Grievance & Appeals Coord - Medicare Advantage at Blue Cross Blue Shield of Michigan

Posted in Other about 4 hours ago.

Location: Detroit, Michigan





Job Description:

Process appeals and grievances, analyze, research, and provide comprehensive responses in accordance with established regulatory and accreditation guidelines. Contact customers to gather information and communicate disposition of case. Conduct pertinent research in order to evaluate, respond to, and finalize case. Familiar with standard concepts, practices, and procedures for analyzing, interpreting data and applying contract and regulatory provisions.



Analyze, research, resolve and respond to confidential/sensitive complaints, appeals, grievances and organization determinations from members, member's representatives, providers, media outlets, senior leadership and regulatory agencies with established regulatory and accreditation guidelines.

Make appeals complaints and grievance decisions and communicate decision to the claimant within regulatory and accreditation guidelines for timeliness, adhering to the strictest of timeframes for urgent and non-urgent requests, as imposed by the various federal and state laws.

Provide comprehensive appeals and grievances responses that support the decision and comply with regulatory and accreditation guidelines, and support the appeal decision by referencing specific and applicable language from the plan documents, certificates, riders, and summary plan descriptions, or the internal rules, guidelines and protocols, as appropriate.

Analyze, research, resolve and respond to high level inquiries, referrals, complaints, and appeals received from various regulatory agencies and other sources.

Maintain thorough knowledge of internal policies, procedures, regulations, charters for accurate resolution of appeals, complaints and grievances, including existing laws and regulations and new ones.

Identify business problems and initiate corrective measures; direct servicing issues to appropriate areas for corrective action.

Develop/prepare reports regarding the types/volumes/causes of inquiries received.

Develop and enhance workflows and business processes to improve customer service, decrease operational costs, resolve business issues, and improve overall efficiency.

Remain up-to-date in the use of internal systems as well as vendor systems.

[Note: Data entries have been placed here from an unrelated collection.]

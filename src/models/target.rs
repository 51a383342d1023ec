use std::collections::{BTreeMap, BTreeSet};
use std::fmt;

use serde::Serialize;

use crate::models::events::{AttackEvent, AttackOutcome, SaveKind};

/// Reported armor class for a target.
#[derive(Debug, Clone, Copy, PartialEq, Eq, Serialize)]
#[serde(tag = "kind", rename_all = "snake_case")]
pub enum AcEstimate {
    Unknown,
    Exact { ac: i32 },
    /// Inclusive bounds.
    Range { low: i32, high: i32 },
    /// Only hits seen so far.
    AtMost { high: i32 },
    /// Only misses seen so far.
    AtLeast { low: i32 },
}

impl fmt::Display for AcEstimate {
    fn fmt(&self, f: &mut fmt::Formatter<'_>) -> fmt::Result {
        match self {
            AcEstimate::Unknown => write!(f, "-"),
            AcEstimate::Exact { ac } => write!(f, "{}", ac),
            AcEstimate::Range { low, high } => write!(f, "{}-{}", low, high),
            AcEstimate::AtMost { high } => write!(f, "<={}", high),
            AcEstimate::AtLeast { low } => write!(f, ">{}", low.saturating_sub(1)),
        }
    }
}

/// Running AC bounds for one target.
///
/// Qualifying hit totals are kept as a set so that a later, higher miss can
/// discard the hits it contradicts (those landed while the target's AC was
/// temporarily lowered, e.g. flat-footed). Hits at or below the current best
/// miss are rejected on arrival for the same reason.
#[derive(Debug, Clone, Default, PartialEq, Eq)]
pub struct AcTracker {
    hits: BTreeSet<i32>,
    max_miss: Option<i32>,
}

impl AcTracker {
    pub fn observe(&mut self, attack: &AttackEvent) {
        match attack.outcome {
            AttackOutcome::Hit | AttackOutcome::CriticalHit => {
                if !attack.is_natural_20() {
                    self.record_hit(attack.total);
                }
            }
            AttackOutcome::Miss => self.record_miss(attack.total),
            // Neither says anything about the target's AC.
            AttackOutcome::MissNatural1 | AttackOutcome::MissConcealment => {}
        }
    }

    pub fn record_hit(&mut self, total: i32) {
        if self.max_miss.is_none_or(|miss| total > miss) {
            self.hits.insert(total);
        }
    }

    pub fn record_miss(&mut self, total: i32) {
        if self.max_miss.is_none_or(|miss| total > miss) {
            self.max_miss = Some(total);
            self.hits = match total.checked_add(1) {
                Some(above) => self.hits.split_off(&above),
                None => BTreeSet::new(),
            };
        }
    }

    pub fn min_hit(&self) -> Option<i32> {
        self.hits.first().copied()
    }

    pub fn max_miss(&self) -> Option<i32> {
        self.max_miss
    }

    pub fn estimate(&self) -> AcEstimate {
        match (self.min_hit(), self.max_miss) {
            (Some(hit), Some(miss)) if miss.saturating_add(1) == hit => AcEstimate::Exact { ac: hit },
            (Some(hit), Some(miss)) => AcEstimate::Range {
                low: miss.saturating_add(1),
                high: hit,
            },
            (Some(hit), None) => AcEstimate::AtMost { high: hit },
            (None, Some(miss)) => AcEstimate::AtLeast { low: miss.saturating_add(1) },
            (None, None) => AcEstimate::Unknown,
        }
    }
}

/// Frequency table of attack bonuses a combatant rolled with.
#[derive(Debug, Clone, Default, PartialEq, Eq)]
pub struct AttackBonusTable {
    counts: BTreeMap<i32, u32>,
}

impl AttackBonusTable {
    pub fn record(&mut self, bonus: i32) {
        let count = self.counts.entry(bonus).or_insert(0);
        *count = count.saturating_add(1);
    }

    /// Most frequent bonus; ties go to the higher bonus.
    pub fn mode(&self) -> Option<i32> {
        self.counts
            .iter()
            .max_by_key(|(bonus, count)| (**count, **bonus))
            .map(|(bonus, _)| *bonus)
    }

    pub fn samples(&self) -> u32 {
        self.counts.values().sum()
    }
}

#[derive(Debug, Clone, Copy, Default, PartialEq, Eq, Serialize)]
pub struct SaveRecord {
    pub fortitude: Option<i32>,
    pub reflex: Option<i32>,
    pub will: Option<i32>,
}

impl SaveRecord {
    pub fn update(&mut self, kind: SaveKind, value: i32) {
        let slot = match kind {
            SaveKind::Fortitude => &mut self.fortitude,
            SaveKind::Reflex => &mut self.reflex,
            SaveKind::Will => &mut self.will,
        };
        if slot.is_none_or(|current| value > current) {
            *slot = Some(value);
        }
    }

    pub fn get(&self, kind: SaveKind) -> Option<i32> {
        match kind {
            SaveKind::Fortitude => self.fortitude,
            SaveKind::Reflex => self.reflex,
            SaveKind::Will => self.will,
        }
    }
}

/// Damage and absorption from the same correlated hit.
#[derive(Debug, Clone, Copy, Default, PartialEq, Eq, Serialize)]
pub struct ImmunityRecord {
    pub max_damage: u32,
    pub max_absorbed: u32,
    pub samples: u32,
}

impl ImmunityRecord {
    /// The pair only moves as a unit, and only when the new hit did more damage.
    pub fn record(&mut self, damage: u32, absorbed: u32) -> bool {
        self.samples = self.samples.saturating_add(1);
        if self.samples == 1 || damage > self.max_damage {
            self.max_damage = damage;
            self.max_absorbed = absorbed;
            return true;
        }
        false
    }
}

#[derive(Debug, Clone, Default)]
pub struct TargetProfile {
    pub ac: AcTracker,
    pub attack_bonus: AttackBonusTable,
    pub saves: SaveRecord,
    pub immunities: BTreeMap<String, ImmunityRecord>,
    /// Largest single-hit amount seen per damage type, correlated or not.
    pub max_hit_by_type: BTreeMap<String, u32>,
}

impl TargetProfile {
    pub fn record_damage_taken(&mut self, breakdown: &[(String, u32)]) {
        for (dtype, amount) in breakdown {
            let max = self.max_hit_by_type.entry(dtype.clone()).or_insert(0);
            if *amount > *max {
                *max = *amount;
            }
        }
    }

    pub fn record_immunity(&mut self, damage_type: &str, damage: u32, absorbed: u32) -> bool {
        self.immunities
            .entry(damage_type.to_string())
            .or_default()
            .record(damage, absorbed)
    }
}

#[cfg(test)]
mod tests {
    use super::*;

    #[test]
    fn exact_ac_from_tight_bounds() {
        let mut ac = AcTracker::default();
        ac.record_hit(30);
        ac.record_hit(28);
        ac.record_miss(25);
        ac.record_miss(27);
        assert_eq!(ac.estimate(), AcEstimate::Exact { ac: 28 });
        assert_eq!(ac.estimate().to_string(), "28");
    }

    #[test]
    fn higher_miss_discards_contradicted_hits() {
        let mut ac = AcTracker::default();
        ac.record_hit(30);
        ac.record_hit(34);
        ac.record_miss(27);
        ac.record_miss(31);
        // 30 landed while the target was flat-footed.
        assert_eq!(ac.min_hit(), Some(34));
        assert_eq!(ac.estimate(), AcEstimate::Range { low: 32, high: 34 });

        let mut ac = AcTracker::default();
        for hit in [30, 28] {
            ac.record_hit(hit);
        }
        for miss in [25, 27, 31] {
            ac.record_miss(miss);
        }
        assert_eq!(ac.min_hit(), None);
        assert_eq!(ac.estimate(), AcEstimate::AtLeast { low: 32 });
    }

    #[test]
    fn hits_below_known_miss_are_ignored() {
        let mut ac = AcTracker::default();
        ac.record_miss(40);
        ac.record_hit(35);
        assert_eq!(ac.estimate(), AcEstimate::AtLeast { low: 41 });
        ac.record_hit(44);
        assert_eq!(ac.estimate(), AcEstimate::Range { low: 41, high: 44 });
    }

    #[test]
    fn extreme_totals_stay_in_range() {
        let mut ac = AcTracker::default();
        ac.record_hit(i32::MAX);
        ac.record_miss(i32::MAX);
        assert_eq!(ac.min_hit(), None);
        assert_eq!(ac.estimate(), AcEstimate::AtLeast { low: i32::MAX });

        let mut ac = AcTracker::default();
        ac.record_miss(i32::MAX - 1);
        ac.record_hit(i32::MAX);
        assert_eq!(ac.estimate(), AcEstimate::Exact { ac: i32::MAX });

        let mut ac = AcTracker::default();
        ac.record_miss(i32::MIN);
        assert_eq!(ac.estimate().to_string(), format!(">{}", i32::MIN));
    }

    #[test]
    fn attack_bonus_mode_prefers_higher_on_tie() {
        let mut table = AttackBonusTable::default();
        for bonus in [71, 71, 71, 77] {
            table.record(bonus);
        }
        assert_eq!(table.mode(), Some(71));

        let mut table = AttackBonusTable::default();
        for bonus in [50, 50, 55, 55] {
            table.record(bonus);
        }
        assert_eq!(table.mode(), Some(55));
        assert_eq!(AttackBonusTable::default().mode(), None);
    }

    #[test]
    fn saves_keep_highest_per_kind() {
        let mut saves = SaveRecord::default();
        saves.update(SaveKind::Will, 12);
        saves.update(SaveKind::Will, 9);
        saves.update(SaveKind::Reflex, -2);
        assert_eq!(saves.get(SaveKind::Will), Some(12));
        assert_eq!(saves.get(SaveKind::Reflex), Some(-2));
        assert_eq!(saves.get(SaveKind::Fortitude), None);
    }

    #[test]
    fn immunity_pair_moves_together() {
        let mut record = ImmunityRecord::default();
        assert!(record.record(100, 50));
        // A temporary full immunity on a smaller hit must not replace the pair.
        assert!(!record.record(40, 40));
        assert_eq!((record.max_damage, record.max_absorbed), (100, 50));
        assert!(record.record(120, 10));
        assert_eq!((record.max_damage, record.max_absorbed), (120, 10));
        assert_eq!(record.samples, 3);
    }
}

Perform other duties as requested.


"Qualifications"

  • High School Diploma or GED required. Bachelor's Degree in English, Communications or related field preferred.
  • Two (2) years customer service experience required.
  • Two (2) years health insurance experience and familiarity with health insurance state and federal regulations preferred.
  • Strong project management skills preferred.
  • Strong analytical, critical thinking, organizational, time management and problem resolution skills.
  • Excellent verbal and written communication skills.
  • Strong PC applications (i.e. Microsoft Excel, Word, and Outlook).
  • Knowledge of Blue Cross systems and operations preferred.
  • High regard for protecting confidentiality of corporate information.
  • Proven ability to foster and maintain open, collaborative and constructive relationships within internal, external and leadership to achieve departmental and corporate results.
  • Ability to apply policies and procedures to arrive at accurate conclusions.
  • Ability to analyze, interpret, apply reason and logic, conduct research structure a clear and thorough response.
  • Ability to quickly learn and navigate diverse products and information systems.
  • Other related skills and/or abilities may be required to perform this job.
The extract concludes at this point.